▶ Task item
Output all the entries below. Each must match exactly.
>>>>>
//! Game rules for tic-tac-toe.
//!
//! Pure functions for evaluating a board. Rules are separated from
//! board storage so the game state machine and the view can both
//! recompute the outcome on demand.

pub mod draw;
pub mod win;

pub use draw::is_full;
pub use win::{LINES, Line, check_winner};

use super::{Board, Mark};
use serde::{Deserialize, Serialize};
use tracing::instrument;

/// Outcome of a board.
#[derive(Debug, Clone, Copy, PartialEq, Eq, Hash, Serialize, Deserialize)]
pub enum GameOutcome {
    /// No line completed and empty squares remain.
    InProgress,
    /// A mark completed a line.
    Win(Mark, Line),
    /// Board full with no completed line.
    Draw,
}

impl GameOutcome {
    /// Returns true while moves may still be made.
    pub fn is_in_progress(&self) -> bool {
        matches!(self, GameOutcome::InProgress)
    }

    /// Returns the winner if there is one.
    pub fn winner(&self) -> Option<Mark> {
        match self {
            GameOutcome::Win(mark, _) => Some(*mark),
            _ => None,
        }
    }

    /// Returns the winning line if there is one.
    pub fn winning_line(&self) -> Option<Line> {
        match self {
            GameOutcome::Win(_, line) => Some(*line),
            _ => None,
        }
    }
}

/// Evaluates the board.
///
/// Lines are checked rows first, then columns, then diagonals; the
/// first completed line is reported. A full board without a line is a
/// draw.
#[instrument(level = "trace")]
pub fn evaluate(board: &Board) -> GameOutcome {
    if let Some((mark, line)) = check_winner(board) {
        GameOutcome::Win(mark, line)
    } else if is_full(board) {
        GameOutcome::Draw
    } else {
        GameOutcome::InProgress
    }
}
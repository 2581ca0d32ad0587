//! Rendering and mouse tests against ratatui's test backend.

use crossterm::event::{KeyCode, KeyEvent, KeyModifiers, MouseButton, MouseEvent, MouseEventKind};
use ratatui::{Terminal, backend::TestBackend};
use tic_tac_toe::{App, HitMap, Mark, Position, draw};

const WIDTH: u16 = 100;
const HEIGHT: u16 = 30;

/// Renders one frame and returns the screen text and hit map.
fn render(app: &App) -> (String, HitMap) {
    let mut terminal = Terminal::new(TestBackend::new(WIDTH, HEIGHT)).unwrap();
    let mut hits = HitMap::default();
    terminal.draw(|frame| hits = draw(frame, app)).unwrap();

    let buffer = terminal.backend().buffer().clone();
    let mut text = String::new();
    for (i, cell) in buffer.content().iter().enumerate() {
        text.push_str(cell.symbol());
        if (i + 1) % WIDTH as usize == 0 {
            text.push('\n');
        }
    }
    (text, hits)
}

fn click(app: &mut App, hits: HitMap, column: u16, row: u16) {
    app.set_hits(hits);
    app.handle_mouse(MouseEvent {
        kind: MouseEventKind::Down(MouseButton::Left),
        column,
        row,
        modifiers: KeyModifiers::NONE,
    });
}

fn click_cell(app: &mut App, pos: Position) {
    let (_, hits) = render(app);
    let area = hits.cell(pos);
    click(app, hits, area.x + area.width / 2, area.y + area.height / 2);
}

fn press(app: &mut App, c: char) {
    app.handle_key(KeyEvent::new(KeyCode::Char(c), KeyModifiers::NONE));
}

#[test]
fn test_initial_screen() {
    let app = App::new(true);
    let (text, _) = render(&app);
    assert!(text.contains("Tic Tac Toe"));
    assert!(text.contains("Turn: Player X"));
    assert!(text.contains("First to align 3 wins."));
    assert!(text.contains("New game"));
    assert!(text.contains("Player X"));
    assert!(text.contains("Player O"));
    assert!(text.contains("Local play only"));
    assert!(text.contains("Center: Empty square"));
}

#[test]
fn test_hint_can_be_hidden() {
    let app = App::new(false);
    let (text, _) = render(&app);
    assert!(!text.contains("First to align 3 wins."));
}

#[test]
fn test_hit_map_covers_every_cell() {
    let app = App::new(true);
    let (_, hits) = render(&app);
    for pos in Position::ALL {
        let area = hits.cell(pos);
        assert!(area.width > 0 && area.height > 0, "cell {} not drawn", pos);
    }
    assert!(hits.new_game().width > 0);
}

#[test]
fn test_click_plays_cell() {
    let mut app = App::new(true);
    click_cell(&mut app, Position::TopLeft);
    assert_eq!(app.game().board().get(Position::TopLeft).mark(), Some(Mark::X));
    assert_eq!(*app.cursor(), Position::TopLeft);

    let (text, _) = render(&app);
    assert!(text.contains("Turn: Player O"));
    assert!(text.contains("Top-left: Square X"));
}

#[test]
fn test_win_then_new_game_by_click() {
    let mut app = App::new(true);
    for c in ['1', '2', '4', '5', '7'] {
        press(&mut app, c);
    }
    let (text, hits) = render(&app);
    assert!(text.contains("Winner: Player X"));
    assert!(!text.contains("First to align 3 wins."));

    let before = app.game().clone();
    click_cell(&mut app, Position::BottomRight);
    assert_eq!(app.game(), &before);

    let button = hits.new_game();
    click(&mut app, hits, button.x + button.width / 2, button.y + button.height / 2);
    assert_eq!(app.game(), &tic_tac_toe::GameState::new());

    let (text, _) = render(&app);
    assert!(text.contains("Turn: Player X"));
}

#[test]
fn test_click_outside_does_nothing() {
    let mut app = App::new(true);
    let (_, hits) = render(&app);
    click(&mut app, hits, 0, 0);
    assert_eq!(app.game(), &tic_tac_toe::GameState::new());
}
<<<<<
▶ Answer
//! Game rules for tic-tac-toe.
//!
//! Pure functions for evaluating a board. Rules are separated from
//! board storage so the game state machine and the view can both
//! recompute the outcome on demand.

pub mod draw;
pub mod win;

pub use draw::is_full;
pub use win::{LINES, Line, check_winner};

use super::{Board, Mark};
use serde::{Deserialize, Serialize};
use tracing::instrument;

/// Outcome of a board.
#[derive(Debug, Clone, Copy, PartialEq, Eq, Hash, Serialize, Deserialize)]
pub enum GameOutcome {
    /// No line completed and empty squares remain.
    InProgress,
    /// A mark completed a line.
    Win(Mark, Line),
    /// Board full with no completed line.
    Draw,
}

impl GameOutcome {
    /// Returns true while moves may still be made.
    pub fn is_in_progress(&self) -> bool {
        matches!(self, GameOutcome::InProgress)
    }

    /// Returns the winner if there is one.
    pub fn winner(&self) -> Option<Mark> {
        match self {
            GameOutcome::Win(mark, _) => Some(*mark),
            _ => None,
        }
    }

    /// Returns the winning line if there is one.
    pub fn winning_line(&self) -> Option<Line> {
        match self {
            GameOutcome::Win(_, line) => Some(*line),
            _ => None,
        }
    }
}

/// Evaluates the board.
///
/// Lines are checked rows first, then columns, then diagonals; the
/// first completed line is reported. A full board without a line is a
/// draw.
#[instrument(level = "trace")]
pub fn evaluate(board: &Board) -> GameOutcome {
    if let Some((mark, line)) = check_winner(board) {
        GameOutcome::Win(mark, line)
    } else if is_full(board) {
        GameOutcome::Draw
    } else {
        GameOutcome::InProgress
    }
}
repository 2581ca0d32ad0587
//! Rendering and mouse tests against ratatui's test backend.

use crossterm::event::{KeyCode, KeyEvent, KeyModifiers, MouseButton, MouseEvent, MouseEventKind};
use ratatui::{Terminal, backend::TestBackend};
use tic_tac_toe::{App, HitMap, Mark, Position, draw};

const WIDTH: u16 = 100;
const HEIGHT: u16 = 30;

/// Renders one frame and returns the screen text and hit map.
fn render(app: &App) -> (String, HitMap) {
    let mut terminal = Terminal::new(TestBackend::new(WIDTH, HEIGHT)).unwrap();
    let mut hits = HitMap::default();
    terminal.draw(|frame| hits = draw(frame, app)).unwrap();

    let buffer = terminal.backend().buffer().clone();
    let mut text = String::new();
    for (i, cell) in buffer.content().iter().enumerate() {
        text.push_str(cell.symbol());
        if (i + 1) % WIDTH as usize == 0 {
            text.push('\n');
        }
    }
    (text, hits)
}

fn click(app: &mut App, hits: HitMap, column: u16, row: u16) {
    app.set_hits(hits);
    app.handle_mouse(MouseEvent {
        kind: MouseEventKind::Down(MouseButton::Left),
        column,
        row,
        modifiers: KeyModifiers::NONE,
    });
}

fn click_cell(app: &mut App, pos: Position) {
    let (_, hits) = render(app);
    let area = hits.cell(pos);
    click(app, hits, area.x + area.width / 2, area.y + area.height / 2);
}

fn press(app: &mut App, c: char) {
    app.handle_key(KeyEvent::new(KeyCode::Char(c), KeyModifiers::NONE));
}

#[test]
fn test_initial_screen() {
    let app = App::new(true);
    let (text, _) = render(&app);
    assert!(text.contains("Tic Tac Toe"));
    assert!(text.contains("Turn: Player X"));
    assert!(text.contains("First to align 3 wins."));
    assert!(text.contains("New game"));
    assert!(text.contains("Player X"));
    assert!(text.contains("Player O"));
    assert!(text.contains("Local play only"));
    assert!(text.contains("Center: Empty square"));
}

#[test]
fn test_hint_can_be_hidden() {
    let app = App::new(false);
    let (text, _) = render(&app);
    assert!(!text.contains("First to align 3 wins."));
}

#[test]
fn test_hit_map_covers_every_cell() {
    let app = App::new(true);
    let (_, hits) = render(&app);
    for pos in Position::ALL {
        let area = hits.cell(pos);
        assert!(area.width > 0 && area.height > 0, "cell {} not drawn", pos);
    }
    assert!(hits.new_game().width > 0);
}

#[test]
fn test_click_plays_cell() {
    let mut app = App::new(true);
    click_cell(&mut app, Position::TopLeft);
    assert_eq!(app.game().board().get(Position::TopLeft).mark(), Some(Mark::X));
    assert_eq!(*app.cursor(), Position::TopLeft);

    let (text, _) = render(&app);
    assert!(text.contains("Turn: Player O"));
    assert!(text.contains("Top-left: Square X"));
}

#[test]
fn test_win_then_new_game_by_click() {
    let mut app = App::new(true);
    for c in ['1', '2', '4', '5', '7'] {
        press(&mut app, c);
    }
    let (text, hits) = render(&app);
    assert!(text.contains("Winner: Player X"));
    assert!(!text.contains("First to align 3 wins."));

    let before = app.game().clone();
    click_cell(&mut app, Position::BottomRight);
    assert_eq!(app.game(), &before);

    let button = hits.new_game();
    click(&mut app, hits, button.x + button.width / 2, button.y + button.height / 2);
    assert_eq!(app.game(), &tic_tac_toe::GameState::new());

    let (text, _) = render(&app);
    assert!(text.contains("Turn: Player X"));
}

#[test]
fn test_click_outside_does_nothing() {
    let mut app = App::new(true);
    let (_, hits) = render(&app);
    click(&mut app, hits, 0, 0);
    assert_eq!(app.game(), &tic_tac_toe::GameState::new());
}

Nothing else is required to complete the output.